Material for this task ->
▬▬▬
/// Decompresses a LOWPAN_IPHC-prefixed buffer back into an
/// [`Ipv6Header`], the extension header it carried (if any), and
/// `Some(UdpHeader)` when the innermost next header was compressed.
/// Returns `(ip, ext, udp, bytes_consumed)`.
pub fn decompress(
    buf: &[u8],
    mac_src: MacAddress,
    mac_dst: MacAddress,
    contexts: &ContextTable,
) -> Result<(Ipv6Header, Option<ExtHeader>, Option<UdpHeader>, usize)> {
    let mut r = Reader::new(buf);
    let byte0 = r.byte()?;
    if byte0 & 0b1110_0000 != IPHC_DISPATCH {
        return Err(ThreadError::Parse);
    }
    let byte1 = r.byte()?;

    let mut cid_src = 0u8;
    let mut cid_dst = 0u8;
    if byte1 & 0b1000_0000 != 0 {
        let cid = r.byte()?;
        cid_src = cid >> 4;
        cid_dst = cid & 0x0f;
    }

    let tf = (byte0 >> 3) & 0b11;
    let (traffic_class, flow_label) = match tf {
        0b11 => (0u8, 0u32),
        0b01 => {
            let b = r.take(3)?;
            (0u8, ((b[0] as u32) << 16 | (b[1] as u32) << 8 | b[2] as u32) & 0x000f_ffff)
        }
        0b10 => (r.byte()?, 0u32),
        _ => {
            let tc = r.byte()?;
            let b = r.take(3)?;
            (tc, ((b[0] as u32) << 16 | (b[1] as u32) << 8 | b[2] as u32) & 0x000f_ffff)
        }
    };

    let nh_compressed = byte0 & 0b0000_0100 != 0;
    let next_header_inline = if nh_compressed { None } else { Some(r.byte()?) };

    let hop_limit = match byte0 & 0b11 {
        0b01 => 1,
        0b10 => 64,
        0b11 => 255,
        _ => r.byte()?,
    };

    let sac = byte1 & 0b0100_0000 != 0;
    let sam = (byte1 >> 4) & 0b11;
    let src = decode_addr(&mut r, sac, sam, mac_src, cid_src, contexts)?;

    let m = byte1 & 0b0000_1000 != 0;
    let dac = byte1 & 0b0000_0100 != 0;
    let dam = byte1 & 0b11;
    let dst = if m {
        decode_multicast(&mut r, dam)?
    } else {
        decode_addr(&mut r, dac, dam, mac_dst, cid_dst, contexts)?
    };

    let (next_header, ext, udp) = if nh_compressed {
        decode_nhc(&mut r)?
    } else {
        (next_header_inline.expect("not nh_compressed implies inline next header was read"), None, None)
    };

    let ip = Ipv6Header { traffic_class, flow_label, next_header, hop_limit, src, dst };

    Ok((ip, ext, udp, r.pos))
}

/// Dispatches the byte following an elided next-header field to either
/// the extension-header NHC decoder or plain UDP NHC decoder, based on
/// the `1110` vs `1111_0` top-bit pattern. The two ranges never overlap
/// once already nested inside an IPHC payload, unlike at the frame
/// dispatch level where the extension-header range collides with
/// `FragN`.
fn decode_nhc(r: &mut Reader) -> Result<(u8, Option<ExtHeader>, Option<UdpHeader>)> {
    let dispatch = *r.buf.get(r.pos).ok_or(ThreadError::Parse)?;
    if dispatch & 0b1111_0000 == EXT_HEADER_NHC_DISPATCH {
        let (ext, udp) = decode_ext_header(r)?;
        Ok((PROTO_HOP_OPTS, Some(ext), udp))
    } else {
        let udp = decode_udp(r)?;
        Ok((PROTO_UDP, None, Some(udp)))
    }
}

/// Decodes a Hop-by-Hop extension-header NHC: dispatch byte, length
/// byte, raw option bytes, then either a nested compressed UDP header
/// or a plain next-header byte.
fn decode_ext_header(r: &mut Reader) -> Result<(ExtHeader, Option<UdpHeader>)> {
    let dispatch = r.byte()?;
    let eid = (dispatch >> 1) & 0b111;
    if eid != EXT_HEADER_EID_HOP_BY_HOP {
        return Err(ThreadError::Parse);
    }
    let nh_bit = dispatch & 1;
    let len = r.byte()? as usize;
    let bytes = r.take(len)?;
    let mut options: Vec<u8, MAX_EXT_HEADER_OPTIONS> = Vec::new();
    options.extend_from_slice(bytes).map_err(|_| ThreadError::NoBufs)?;
    if nh_bit != 0 {
        let udp = decode_udp(r)?;
        Ok((ExtHeader { next_header: PROTO_UDP, options }, Some(udp)))
    } else {
        let next_header = r.byte()?;
        Ok((ExtHeader { next_header, options }, None))
    }
}

fn context_prefix(contexts: &ContextTable, id: u8) -> Result<[u8; 8]> {
    let ctx = contexts.get(id).ok_or(ThreadError::Parse)?;
    let mut p = [0u8; 8];
    p.copy_from_slice(&ctx.prefix[0..8]);
    Ok(p)
}

fn decode_addr(
    r: &mut Reader,
    ac: bool,
    am: u8,
    mac: MacAddress,
    cid: u8,
    contexts: &ContextTable,
) -> Result<V6Addr> {
    if ac && am == 0 {
        return Ok(V6Addr::UNSPECIFIED);
    }
    let prefix = if ac { context_prefix(contexts, cid)? } else { [0xfe, 0x80, 0, 0, 0, 0, 0, 0] };
    let derived = compute_iid(mac);
    let iid = match am {
        0b00 => {
            let full = r.take(16)?;
            let mut a = [0u8; 16];
            a.copy_from_slice(full);
            return Ok(V6Addr(a));
        }
        0b01 => {
            let b = r.take(8)?;
            let mut iid = [0u8; 8];
            iid.copy_from_slice(b);
            iid
        }
        0b10 => {
            let b = r.take(2)?;
            let mut iid = derived;
            iid[6] = b[0];
            iid[7] = b[1];
            iid
        }
        _ => derived,
    };
    Ok(V6Addr::with_iid(prefix, iid))
}

fn decode_multicast(r: &mut Reader, dam: u8) -> Result<V6Addr> {
    let mut a = [0u8; 16];
    a[0] = 0xff;
    match dam {
        0b00 => {
            let full = r.take(16)?;
            a.copy_from_slice(full);
        }
        0b01 => {
            let b = r.take(6)?;
            a[1] = b[0];
            a[9..16].copy_from_slice(&b[1..6]);
        }
        0b10 => {
            let b = r.take(4)?;
            a[1] = b[0];
            a[13..16].copy_from_slice(&b[1..4]);
        }
        _ => {
            let b = r.take(1)?;
            a[1] = 0x02;
            a[15] = b[0];
        }
    }
    Ok(V6Addr(a))
}

fn decode_udp(r: &mut Reader) -> Result<UdpHeader> {
    let dispatch = r.byte()?;
    if dispatch & 0b1111_1000 != UDP_NHC_DISPATCH {
        return Err(ThreadError::Parse);
    }
    let (src_port, dst_port) = match dispatch & 0b11 {
        0b11 => {
            let b = r.byte()?;
            (0xf0b0u16 | (b >> 4) as u16, 0xf0b0u16 | (b & 0xf) as u16)
        }
        0b01 => {
            let src = u16::from_be_bytes(r.take(2)?.try_into().unwrap());
            let dst = 0xf0b0u16 | r.byte()? as u16;
            (src, dst)
        }
        0b10 => {
            let src = 0xf0b0u16 | r.byte()? as u16;
            let dst = u16::from_be_bytes(r.take(2)?.try_into().unwrap());
            (src, dst)
        }
        _ => {
            let src = u16::from_be_bytes(r.take(2)?.try_into().unwrap());
            let dst = u16::from_be_bytes(r.take(2)?.try_into().unwrap());
            (src, dst)
        }
    };
    let checksum = u16::from_be_bytes(r.take(2)?.try_into().unwrap());
    Ok(UdpHeader { src_port, dst_port, checksum })
}
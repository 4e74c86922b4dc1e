//! Mesh Forwarder: the send/resolving/reassembly queues, mesh-header
//! insertion, fragmentation and sleepy-child polling that sit between
//! the MAC and the rest of the core.
//!
//! Indirect (sleepy-child) delivery works over a shared SendQueue
//! rather than per-child queues: a message destined for several
//! children at once carries a `childMask` bit per child in its
//! [`crate::buffer::MessageMeta`] and is removed once every bit has
//! been served. Direct-transmit messages are dispatched FIFO.
//
// https://github.com/rust-iot/rust-lpwan
// Copyright 2021 Ryan Kurte

use heapless::Vec;

use crate::addr::{ExtendedAddress, MacAddress, ShortAddress, V6Addr};
use crate::buffer::{MessageId, MessagePool};
use crate::config::ForwarderConfig;
use crate::error::{Result, ThreadError};
use crate::neighbor::NeighborTable;
use crate::sixlo::headers::{self, FragHeader, MeshHeader};

pub const MAX_SEND_QUEUE: usize = 16;
pub const MAX_RESOLVING_QUEUE: usize = 8;
pub const MAX_REASSEMBLY: usize = 4;

/// Default hop budget stamped into a freshly inserted mesh header.
const DEFAULT_HOPS_LEFT: u8 = 15;

/// MLE's routing table, consumed here but owned elsewhere: the
/// forwarder only ever asks "who's the next hop towards this Rloc16".
pub trait NextHop {
    fn next_hop(&self, dest: ShortAddress) -> Option<ShortAddress>;
}

/// The seam to the Address Resolver's EID cache.
pub trait RlocResolve {
    /// Resolves `target` to a routing locator. `Err(LeaseQuery)` means a
    /// query was started (or is already in flight) and the caller
    /// should park the message until [`Forwarder::resolved`] drains it.
    fn resolve(&mut self, target: V6Addr) -> Result<ShortAddress>;
}

/// The seam to the Network Data Leader's prefix/route store.
pub trait RouteLookup {
    fn route_lookup(&self, src: V6Addr, dst: V6Addr) -> Option<ShortAddress>;
    /// True if `addr` falls within a prefix this network has data for.
    fn is_on_mesh(&self, addr: &V6Addr) -> bool;
}

#[derive(Clone, Copy, Debug, PartialEq, Eq)]
pub struct SendEntry {
    pub id: MessageId,
    pub direct_tx: bool,
}

#[derive(Clone, Copy, Debug)]
struct ResolvingEntry {
    id: MessageId,
    target: V6Addr,
}

#[derive(Clone, Copy, Debug)]
struct ReassemblyEntry {
    datagram_size: u16,
    datagram_tag: u16,
    received: u16,
    timeout_s: u16,
    message: MessageId,
}

/// Outcome of handing an inbound mesh header to [`Forwarder::mesh_transit`].
#[derive(Clone, Copy, Debug, PartialEq)]
pub enum MeshTransit {
    /// `destination` is us; hand the payload up the stack.
    ForUs,
    /// Forward on, with `hopsLeft` already decremented.
    Forward(MeshHeader),
    /// `hopsLeft` reached zero in transit.
    Drop,
}

/// Where a direct-transmit message should go, decided by
/// [`Forwarder::select_route`].
#[derive(Clone, Copy, Debug, PartialEq)]
pub enum RouteDecision {
    /// Link-local or multicast destination: no mesh header needed.
    Direct(MacAddress),
    /// Beyond a single hop: wrap in a mesh header and send to
    /// `next_hop_mac`.
    Mesh { mesh_header: MeshHeader, next_hop_mac: MacAddress },
    /// Parked pending address resolution.
    Parked,
}

/// What an inbound 6LoWPAN frame's leading dispatch byte says should
/// happen next, decided by [`classify_incoming`].
#[derive(Clone, Copy, Debug, PartialEq)]
pub enum Incoming {
    /// Mesh-routed; feed `mesh_header` to [`Forwarder::mesh_transit`]
    /// and continue decoding from `payload_offset`.
    Mesh { mesh_header: MeshHeader, payload_offset: usize },
    /// A datagram fragment; feed `frag_header` to
    /// [`Forwarder::reassemble`] with the bytes from `payload_offset`.
    Fragment { frag_header: FragHeader, payload_offset: usize },
    /// An unfragmented, unmeshed IPHC datagram: hand the whole buffer
    /// to [`crate::sixlo::decompress`] as-is.
    Iphc,
    /// Not a frame this core forwards; drop it.
    Discard,
}

/// Classifies a raw inbound 6LoWPAN buffer by its leading dispatch
/// byte and decodes whichever fixed-format header that dispatch
/// implies, so a received frame can be routed to mesh transit,
/// reassembly, or straight to the 6LoWPAN codec without the caller
/// re-deriving the dispatch rules itself.
pub fn classify_incoming(buf: &[u8]) -> Result<Incoming> {
    let byte0 = *buf.first().ok_or(ThreadError::Parse)?;
    match headers::classify(byte0) {
        headers::Dispatch::Mesh => {
            let (mesh_header, payload_offset) = MeshHeader::decode(buf)?;
            Ok(Incoming::Mesh { mesh_header, payload_offset })
        }
        headers::Dispatch::Frag1 | headers::Dispatch::FragN => {
            let (frag_header, payload_offset) = FragHeader::decode(buf)?;
            Ok(Incoming::Fragment { frag_header, payload_offset })
        }
        headers::Dispatch::Iphc => Ok(Incoming::Iphc),
        headers::Dispatch::Nalp | headers::Dispatch::Unknown => Ok(Incoming::Discard),
    }
}

/// Derives the MAC address a link-local (or on-link multicast) IPv6
/// destination maps to, inverting [`crate::addr::compute_iid`].
fn mac_addr_from_iid(iid: [u8; 8]) -> MacAddress {
    if iid[0..6] == [0x00, 0x00, 0x00, 0xff, 0xfe, 0x00] {
        MacAddress::Short(ShortAddress(u16::from_be_bytes([iid[6], iid[7]])))
    } else {
        let mut b = iid;
        b[0] ^= 0x02;
        MacAddress::Extended(ExtendedAddress::from_bytes(b))
    }
}

/// True if `dst`'s IID is the `0000:00ff:fe00:xxxx` routing-locator
/// pattern, in which case the low 16 bits are the Rloc16 itself.
fn rloc16_from_routing_locator(dst: &V6Addr) -> Option<ShortAddress> {
    let iid = dst.iid();
    if iid[0..6] == [0x00, 0x00, 0x00, 0xff, 0xfe, 0x00] {
        Some(ShortAddress(u16::from_be_bytes([iid[6], iid[7]])))
    } else {
        None
    }
}

/// Finds a neighbor whose derived link-local IID matches `dst`'s.
fn neighbor_for_eid<const N: usize>(dst: &V6Addr, neighbors: &NeighborTable<N>) -> Option<ShortAddress> {
    neighbors
        .iter()
        .find(|n| n.is_valid() && crate::addr::compute_iid(MacAddress::Short(n.short_addr)) == dst.iid())
        .map(|n| n.short_addr)
}

pub struct Forwarder {
    send_queue: Vec<SendEntry, MAX_SEND_QUEUE>,
    resolving_queue: Vec<ResolvingEntry, MAX_RESOLVING_QUEUE>,
    reassembly: Vec<ReassemblyEntry, MAX_REASSEMBLY>,
    next_datagram_tag: u16,
    config: ForwarderConfig,
    rx_on_when_idle: bool,
    poll_due_ms: u32,
    last_reap_s: u32,
}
▬▬▬
To do -> Output the line containing "pub struct Forwarder" and every line after it through the final line of the records above, exactly as written and nothing else.

Answer space ->
pub struct Forwarder {
    send_queue: Vec<SendEntry, MAX_SEND_QUEUE>,
    resolving_queue: Vec<ResolvingEntry, MAX_RESOLVING_QUEUE>,
    reassembly: Vec<ReassemblyEntry, MAX_REASSEMBLY>,
    next_datagram_tag: u16,
    config: ForwarderConfig,
    rx_on_when_idle: bool,
    poll_due_ms: u32,
    last_reap_s: u32,
}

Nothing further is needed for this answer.